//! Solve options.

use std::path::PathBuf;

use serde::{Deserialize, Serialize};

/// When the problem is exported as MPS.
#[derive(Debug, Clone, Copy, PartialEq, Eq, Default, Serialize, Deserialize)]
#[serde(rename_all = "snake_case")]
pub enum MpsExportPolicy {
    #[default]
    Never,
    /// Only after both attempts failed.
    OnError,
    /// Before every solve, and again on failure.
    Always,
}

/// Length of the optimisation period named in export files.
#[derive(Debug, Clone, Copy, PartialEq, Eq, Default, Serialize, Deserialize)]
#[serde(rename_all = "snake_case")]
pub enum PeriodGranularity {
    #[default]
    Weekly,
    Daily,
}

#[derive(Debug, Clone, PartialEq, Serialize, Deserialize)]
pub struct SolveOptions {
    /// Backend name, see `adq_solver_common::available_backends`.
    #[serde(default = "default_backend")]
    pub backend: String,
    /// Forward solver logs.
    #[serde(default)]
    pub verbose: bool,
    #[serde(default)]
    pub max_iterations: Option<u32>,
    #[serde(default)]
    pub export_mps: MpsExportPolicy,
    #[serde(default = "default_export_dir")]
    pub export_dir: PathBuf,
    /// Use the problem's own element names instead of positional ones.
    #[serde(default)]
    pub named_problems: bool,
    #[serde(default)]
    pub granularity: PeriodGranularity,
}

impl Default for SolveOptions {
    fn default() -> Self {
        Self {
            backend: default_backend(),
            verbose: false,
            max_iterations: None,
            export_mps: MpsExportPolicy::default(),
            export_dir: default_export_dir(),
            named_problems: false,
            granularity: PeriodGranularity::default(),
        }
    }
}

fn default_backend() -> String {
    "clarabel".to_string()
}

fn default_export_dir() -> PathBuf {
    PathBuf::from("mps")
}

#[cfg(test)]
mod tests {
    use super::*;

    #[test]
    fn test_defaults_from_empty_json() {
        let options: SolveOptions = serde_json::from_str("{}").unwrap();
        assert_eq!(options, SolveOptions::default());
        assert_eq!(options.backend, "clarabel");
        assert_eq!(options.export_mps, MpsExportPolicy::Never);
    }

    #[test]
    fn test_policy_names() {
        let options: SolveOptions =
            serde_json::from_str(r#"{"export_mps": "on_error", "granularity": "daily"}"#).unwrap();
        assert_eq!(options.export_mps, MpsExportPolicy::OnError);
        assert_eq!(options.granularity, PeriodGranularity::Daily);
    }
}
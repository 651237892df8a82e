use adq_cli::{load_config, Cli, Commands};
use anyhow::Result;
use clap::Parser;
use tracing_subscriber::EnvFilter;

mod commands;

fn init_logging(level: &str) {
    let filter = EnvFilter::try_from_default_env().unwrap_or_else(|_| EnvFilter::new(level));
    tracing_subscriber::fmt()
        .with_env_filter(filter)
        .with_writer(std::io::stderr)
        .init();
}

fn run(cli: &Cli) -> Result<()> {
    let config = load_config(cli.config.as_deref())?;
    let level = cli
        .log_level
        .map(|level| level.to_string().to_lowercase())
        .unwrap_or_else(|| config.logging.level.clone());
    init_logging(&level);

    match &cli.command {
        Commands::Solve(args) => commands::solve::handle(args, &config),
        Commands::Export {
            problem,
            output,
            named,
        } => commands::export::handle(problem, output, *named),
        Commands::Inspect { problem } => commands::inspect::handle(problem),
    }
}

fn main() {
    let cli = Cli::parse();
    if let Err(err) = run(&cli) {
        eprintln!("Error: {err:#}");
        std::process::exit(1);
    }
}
------------------------------------------------------------------------
Filter the material for the word "Serialize" and copy each matching line.

use serde::{Deserialize, Serialize};
#[derive(Debug, Clone, Copy, PartialEq, Eq, Default, Serialize, Deserialize)]
#[derive(Debug, Clone, Copy, PartialEq, Eq, Default, Serialize, Deserialize)]
#[derive(Debug, Clone, PartialEq, Serialize, Deserialize)]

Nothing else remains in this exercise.